--- What to do ---
In the data that follows, every line containing the word "Deserialize" should be returned.

--- Input records ---
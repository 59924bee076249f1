//! ServiceDescriptor：贯穿整条调用链路的不可变服务描述。
//!
//! # 教案式说明
//! - **意图（Why）**：协议、端点与参数表在服务配置阶段一次性确定，随后被 Invoker、Filter、
//!   准入控制与缓存解析并发读取；把它们收敛为不可变值可以免去任何同步成本。
//! - **结构（How）**：对外暴露 [`ServiceDescriptor`]（内部以 `Arc` 共享，克隆为常数时间）
//!   与 [`ServiceIdentity`]（`interface + group + version`，用作注册表键，不含主机与端口）；
//!   同时支持 `protocol://host:port/interface?k=v` 文本形式与 `serde` 配置文档。
//! - **契约（What）**：描述符创建后不可修改；[`ServiceDescriptor::with_parameter`] 返回新实例。
//! - **风险提示（Trade-offs）**：文本形式对接口名与参数做百分号编码，`group`、`version`
//!   两个键始终归入服务身份，不会作为普通参数出现。

use std::{
    collections::BTreeMap,
    fmt,
    hash::{Hash, Hasher},
    str::FromStr,
    sync::Arc,
};

use percent_encoding::{AsciiSet, CONTROLS, percent_decode_str, utf8_percent_encode};
use serde::{Deserialize, Serialize};
use thiserror::Error;

use crate::keys::{ANY_VALUE, GROUP_KEY, VERSION_KEY};

/// 文本形式中需要转义的字符：分隔符、百分号与空白。
const COMPONENT: &AsciiSet = &CONTROLS
    .add(b' ')
    .add(b'#')
    .add(b'%')
    .add(b'&')
    .add(b'+')
    .add(b'=')
    .add(b'?');

/// 服务身份：`(interface, group, version)` 三元组。
///
/// - **契约 (What)**：空字符串的分组或版本被视为缺省；`Display` 输出即服务键
///   `group/interface:version`（缺省部分省略）。
#[derive(Clone, Debug, PartialEq, Eq, Hash, PartialOrd, Ord)]
pub struct ServiceIdentity {
    interface: Arc<str>,
    group: Option<Arc<str>>,
    version: Option<Arc<str>>,
}

impl ServiceIdentity {
    pub fn new(interface: &str, group: Option<&str>, version: Option<&str>) -> Self {
        Self {
            interface: Arc::from(interface),
            group: non_empty(group).map(Arc::from),
            version: non_empty(version).map(Arc::from),
        }
    }

    pub fn interface(&self) -> &str {
        &self.interface
    }

    pub fn group(&self) -> Option<&str> {
        self.group.as_deref()
    }

    pub fn version(&self) -> Option<&str> {
        self.version.as_deref()
    }

    /// 渲染服务键，即进程内导出表的缺省键。
    pub fn service_key(&self) -> String {
        self.to_string()
    }

    /// 以当前身份为“查询条件”匹配另一个已导出的身份。
    ///
    /// - 接口名必须相同；
    /// - 分组或版本为 `*` 时匹配任意值，否则必须相等（缺省只匹配缺省）。
    pub fn matches(&self, exported: &ServiceIdentity) -> bool {
        fn component_matches(query: Option<&str>, exported: Option<&str>) -> bool {
            query == Some(ANY_VALUE) || query == exported
        }

        self.interface == exported.interface
            && component_matches(self.group(), exported.group())
            && component_matches(self.version(), exported.version())
    }

    /// 身份中是否包含通配符。
    pub fn is_wildcard(&self) -> bool {
        self.group() == Some(ANY_VALUE) || self.version() == Some(ANY_VALUE)
    }
}

impl fmt::Display for ServiceIdentity {
    fn fmt(&self, f: &mut fmt::Formatter<'_>) -> fmt::Result {
        if let Some(group) = self.group() {
            write!(f, "{group}/")?;
        }
        f.write_str(self.interface())?;
        if let Some(version) = self.version() {
            write!(f, ":{version}")?;
        }
        Ok(())
    }
}

/// 不可变的服务描述符。
///
/// # 教案式说明
/// - **意图 (Why)**：作为 Invoker 的“地址 + 配置”载体，在全链路只读共享；
/// - **契约 (What)**：
///   - 参数读取为纯函数，不存在任何修改入口；
///   - 方法级参数以 `"{method}.{key}"` 表达，读取时优先于同名的服务级参数；
///   - 类型化读取遇到无法解析的值时返回缺省值并记录 `warn` 事件；
///   - 以 `group`、`version` 为键的参数写入服务身份，参数表中不会出现这两个键；
///   - 相等与哈希覆盖协议、端点、身份与全部参数，可直接用作注册表键；
/// - **风险 (Trade-offs)**：方法级查找需要拼接一次键字符串，热路径上若有顾虑可由调用方缓存结果。
#[derive(Clone, Serialize, Deserialize)]
#[serde(from = "DescriptorDocument", into = "DescriptorDocument")]
pub struct ServiceDescriptor {
    inner: Arc<DescriptorInner>,
}

#[derive(Debug, PartialEq, Eq, Hash)]
struct DescriptorInner {
    protocol: String,
    host: String,
    port: u16,
    identity: ServiceIdentity,
    parameters: BTreeMap<String, String>,
}

impl ServiceDescriptor {
    /// 以协议与接口名开始构建描述符。
    pub fn builder(
        protocol: impl Into<String>,
        interface: impl Into<String>,
    ) -> ServiceDescriptorBuilder {
        ServiceDescriptorBuilder {
            protocol: protocol.into(),
            host: String::new(),
            port: 0,
            interface: interface.into(),
            group: None,
            version: None,
            parameters: BTreeMap::new(),
        }
    }

    pub fn protocol(&self) -> &str {
        &self.inner.protocol
    }

    pub fn host(&self) -> &str {
        &self.inner.host
    }

    pub fn port(&self) -> u16 {
        self.inner.port
    }

    pub fn interface(&self) -> &str {
        self.inner.identity.interface()
    }

    pub fn group(&self) -> Option<&str> {
        self.inner.identity.group()
    }

    pub fn version(&self) -> Option<&str> {
        self.inner.identity.version()
    }

    /// 注册表使用的服务身份（不含主机与端口）。
    pub fn identity(&self) -> &ServiceIdentity {
        &self.inner.identity
    }

    /// 服务键，`group/interface:version`。
    pub fn service_key(&self) -> String {
        self.inner.identity.service_key()
    }

    /// 读取服务级参数，空值视为缺省。
    pub fn parameter(&self, key: &str) -> Option<&str> {
        non_empty(self.inner.parameters.get(key).map(String::as_str))
    }

    pub fn parameter_or<'a>(&'a self, key: &str, default: &'a str) -> &'a str {
        self.parameter(key).unwrap_or(default)
    }

    /// 类型化读取服务级参数。
    pub fn parameter_as<T>(&self, key: &str, default: T) -> T
    where
        T: FromStr,
    {
        parse_or_default(self.parameter(key), key, default)
    }

    /// 读取方法级参数：先查 `"{method}.{key}"`，再回落到服务级 `key`。
    pub fn method_parameter(&self, method: &str, key: &str) -> Option<&str> {
        let scoped = format!("{method}.{key}");
        self.parameter(&scoped).or_else(|| self.parameter(key))
    }

    /// 类型化读取方法级参数。
    pub fn method_parameter_as<T>(&self, method: &str, key: &str, default: T) -> T
    where
        T: FromStr,
    {
        parse_or_default(self.method_parameter(method, key), key, default)
    }

    /// 判断某个键是否以服务级或任意方法级形式出现且取值非空。
    ///
    /// Filter 的激活条件据此判断，例如仅为 `foo.executes` 配置上限时，准入过滤器同样需要装配。
    pub fn has_parameter_key(&self, key: &str) -> bool {
        self.inner.parameters.iter().any(|(name, value)| {
            !value.is_empty()
                && (name == key
                    || name
                        .strip_suffix(key)
                        .is_some_and(|prefix| prefix.ends_with('.')))
        })
    }

    /// 遍历全部参数（按键排序）。
    pub fn parameters(&self) -> impl Iterator<Item = (&str, &str)> {
        self.inner
            .parameters
            .iter()
            .map(|(key, value)| (key.as_str(), value.as_str()))
    }

    /// 返回追加（或覆盖）一个参数后的新描述符，原实例保持不变。
    ///
    /// 键为 `group` 或 `version` 时改写的是服务身份。
    pub fn with_parameter(&self, key: impl Into<String>, value: impl Into<String>) -> Self {
        let inner = &self.inner;
        ServiceDescriptorBuilder {
            protocol: inner.protocol.clone(),
            host: inner.host.clone(),
            port: inner.port,
            interface: inner.identity.interface().to_owned(),
            group: inner.identity.group().map(str::to_owned),
            version: inner.identity.version().map(str::to_owned),
            parameters: inner.parameters.clone(),
        }
        .parameter(key, value)
        .build()
    }
}

impl PartialEq for ServiceDescriptor {
    fn eq(&self, other: &Self) -> bool {
        Arc::ptr_eq(&self.inner, &other.inner) || self.inner == other.inner
    }
}

impl Eq for ServiceDescriptor {}

impl Hash for ServiceDescriptor {
    fn hash<H: Hasher>(&self, state: &mut H) {
        self.inner.hash(state);
    }
}

impl fmt::Debug for ServiceDescriptor {
    fn fmt(&self, f: &mut fmt::Formatter<'_>) -> fmt::Result {
        f.debug_struct("ServiceDescriptor")
            .field("protocol", &self.inner.protocol)
            .field("host", &self.inner.host)
            .field("port", &self.inner.port)
            .field("identity", &self.inner.identity)
            .field("parameters", &self.inner.parameters)
            .finish()
    }
}

/// 输出完整文本形式，参数按键排序，键与值均做百分号编码，可由 [`FromStr`] 无损解析。
impl fmt::Display for ServiceDescriptor {
    fn fmt(&self, f: &mut fmt::Formatter<'_>) -> fmt::Result {
        write!(
            f,
            "{}://{}:{}/{}",
            self.inner.protocol,
            self.inner.host,
            self.inner.port,
            utf8_percent_encode(self.interface(), COMPONENT)
        )?;

        let mut query: BTreeMap<&str, &str> = self.parameters().collect();
        if let Some(group) = self.group() {
            query.insert(GROUP_KEY, group);
        }
        if let Some(version) = self.version() {
            query.insert(VERSION_KEY, version);
        }

        let mut separator = '?';
        for (key, value) in query {
            write!(
                f,
                "{separator}{}={}",
                utf8_percent_encode(key, COMPONENT),
                utf8_percent_encode(value, COMPONENT)
            )?;
            separator = '&';
        }
        Ok(())
    }
}

/// 文本形式解析失败。
#[derive(Clone, Debug, PartialEq, Eq, Error)]
#[error("malformed service descriptor `{input}`: {reason}")]
pub struct DescriptorParseError {
    input: String,
    reason: &'static str,
}

impl FromStr for ServiceDescriptor {
    type Err = DescriptorParseError;

    fn from_str(input: &str) -> Result<Self, Self::Err> {
        let fail = |reason| DescriptorParseError {
            input: input.to_owned(),
            reason,
        };
        let decode = |raw: &str| {
            percent_decode_str(raw)
                .decode_utf8()
                .map(|decoded| decoded.into_owned())
                .map_err(|_| fail("invalid percent-encoding"))
        };

        let (protocol, rest) = input.split_once("://").ok_or_else(|| fail("missing `://`"))?;
        if protocol.is_empty() {
            return Err(fail("empty protocol"));
        }
        let (location, query) = match rest.split_once('?') {
            Some((location, query)) => (location, Some(query)),
            None => (rest, None),
        };
        let (authority, interface) = location
            .split_once('/')
            .ok_or_else(|| fail("missing service interface"))?;
        if interface.is_empty() {
            return Err(fail("missing service interface"));
        }
        let (host, port) = match authority.rsplit_once(':') {
            Some((host, port)) => (
                host,
                port.parse::<u16>().map_err(|_| fail("invalid port"))?,
            ),
            None => (authority, 0),
        };

        let mut builder = ServiceDescriptor::builder(protocol, decode(interface)?)
            .host(host)
            .port(port);
        for pair in query.into_iter().flat_map(|q| q.split('&')) {
            if pair.is_empty() {
                continue;
            }
            let (key, value) = pair.split_once('=').unwrap_or((pair, ""));
            builder = builder.parameter(decode(key)?, decode(value)?);
        }
        Ok(builder.build())
    }
}

/// [`ServiceDescriptor`] 的构建器。
#[derive(Clone, Debug)]
pub struct ServiceDescriptorBuilder {
    protocol: String,
    host: String,
    port: u16,
    interface: String,
    group: Option<String>,
    version: Option<String>,
    parameters: BTreeMap<String, String>,
}

impl ServiceDescriptorBuilder {
    pub fn host(mut self, host: impl Into<String>) -> Self {
        self.host = host.into();
        self
    }

    pub fn port(mut self, port: u16) -> Self {
        self.port = port;
        self
    }

    pub fn group(mut self, group: impl Into<String>) -> Self {
        self.group = Some(group.into());
        self
    }

    pub fn version(mut self, version: impl Into<String>) -> Self {
        self.version = Some(version.into());
        self
    }

    /// 追加参数；`group`、`version` 两个键等价于调用同名的身份设置方法。
    pub fn parameter(mut self, key: impl Into<String>, value: impl Into<String>) -> Self {
        let key = key.into();
        match key.as_str() {
            GROUP_KEY => self.group(value),
            VERSION_KEY => self.version(value),
            _ => {
                self.parameters.insert(key, value.into());
                self
            }
        }
    }

    pub fn build(mut self) -> ServiceDescriptor {
        // 文档装载可能把身份写进参数表；显式字段优先。
        if let Some(group) = self.parameters.remove(GROUP_KEY) {
            self.group.get_or_insert(group);
        }
        if let Some(version) = self.parameters.remove(VERSION_KEY) {
            self.version.get_or_insert(version);
        }
        let identity = ServiceIdentity::new(
            &self.interface,
            self.group.as_deref(),
            self.version.as_deref(),
        );
        ServiceDescriptor {
            inner: Arc::new(DescriptorInner {
                protocol: self.protocol,
                host: self.host,
                port: self.port,
                identity,
                parameters: self.parameters,
            }),
        }
    }
}

/// 配置文档形态，供宿主从 TOML/JSON 等格式装载描述符。
#[derive(Serialize, Deserialize)]
struct DescriptorDocument {
    protocol: String,
    #[serde(default)]
    host: String,
    #[serde(default)]
    port: u16,
    interface: String,
    #[serde(default, skip_serializing_if = "Option::is_none")]
    group: Option<String>,
    #[serde(default, skip_serializing_if = "Option::is_none")]
    version: Option<String>,
    #[serde(default)]
    parameters: BTreeMap<String, String>,
}

impl From<DescriptorDocument> for ServiceDescriptor {
    fn from(document: DescriptorDocument) -> Self {
        let mut builder = ServiceDescriptor::builder(document.protocol, document.interface)
            .host(document.host)
            .port(document.port);
        builder.group = document.group;
        builder.version = document.version;
        builder.parameters = document.parameters;
        builder.build()
    }
}

impl From<ServiceDescriptor> for DescriptorDocument {
    fn from(descriptor: ServiceDescriptor) -> Self {
        Self {
            protocol: descriptor.inner.protocol.clone(),
            host: descriptor.inner.host.clone(),
            port: descriptor.inner.port,
            interface: descriptor.interface().to_owned(),
            group: descriptor.group().map(str::to_owned),
            version: descriptor.version().map(str::to_owned),
            parameters: descriptor.inner.parameters.clone(),
        }
    }
}

fn non_empty(value: Option<&str>) -> Option<&str> {
    value.filter(|v| !v.is_empty())
}

fn parse_or_default<T>(raw: Option<&str>, key: &str, default: T) -> T
where
    T: FromStr,
{
    match raw {
        None => default,
        Some(raw) => raw.trim().parse().unwrap_or_else(|_| {
            tracing::warn!(key, value = raw, "unparsable descriptor parameter, using default");
            default
        }),
    }
}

--- Exercise output ---
use serde::{Deserialize, Serialize};
#[derive(Clone, Serialize, Deserialize)]
#[derive(Serialize, Deserialize)]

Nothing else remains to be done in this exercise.